WORK REQUIRED —
Every line of the data below that holds the string "into" needs to be reported.

Collected data entries:
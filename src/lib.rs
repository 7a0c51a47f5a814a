//! 一个 RESP2 / RESP3 客户端核心。
//!
//! 该库负责协议的成帧和解析，以及在一条双向字节流上排列请求和回复，不包含任何具体的命令语义。
//!
//! # 布局
//!
//! 主要组件有：
//!
//! * `bulk`：计算批量字符串编码长度的辅助函数。
//!
//! * `format`：命令编码器。把格式字符串加参数，或者参数数组，编码成 RESP 多批量请求。
//!
//! * `reader`：增量式的回复读取器。接受任意切分的字节，产出完整的回复树；回复的构造可以通过 `ReplyBuilder` 替换。
//!
//! * `reply`：读取器默认产出的 `Reply` 类型。
//!
//! * `net`：传输层接口 `Transport`，以及基于套接字的实现。
//!
//! * `context`：一条连接。管理输出缓冲区、读取器、推送消息处理和重连。
//!
//! * `config`：从 TOML 文件加载连接选项。
//!
//! # 示例
//!
//! ```no_run
//! use mini_resp::Context;
//!
//! # fn main() -> mini_resp::Result<()> {
//! let mut ctx = Context::connect("127.0.0.1", mini_resp::DEFAULT_PORT)?;
//! ctx.append_command("SET %s %s", &["foo".into(), "bar".into()])?;
//! ctx.append_command("GET %s", &["foo".into()])?;
//!
//! let _ok = ctx.get_reply()?;
//! let value = ctx.get_reply()?;
//! println!("{:?}", value);
//! # Ok(())
//! # }
//! ```

pub mod bulk;

pub mod config;

pub mod context;
pub use context::{Context, Options, PushHandler, State};

mod error;
pub use error::{Error, ErrorKind, MAX_ERROR_LEN};

pub mod format;
pub use format::{format_command, format_command_argv, try_format_command, Arg, EncodeError};

pub mod net;
pub use net::{Endpoint, SocketTransport, Transport};

pub mod reader;
pub use reader::{DefaultBuilder, KindBuilder, ReadTask, Reader, ReplyBuilder};

pub mod reply;
pub use reply::{Reply, ReplyKind};

/// Redis 服务器监听的默认端口。
pub const DEFAULT_PORT: u16 = 6379;

/// 专门用于本库操作的 `Result` 类型。
///
/// 这是为了方便而定义的。
pub type Result<T> = std::result::Result<T, Error>;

ANSWER SPACE —
//! ctx.append_command("SET %s %s", &["foo".into(), "bar".into()])?;
//! ctx.append_command("GET %s", &["foo".into()])?;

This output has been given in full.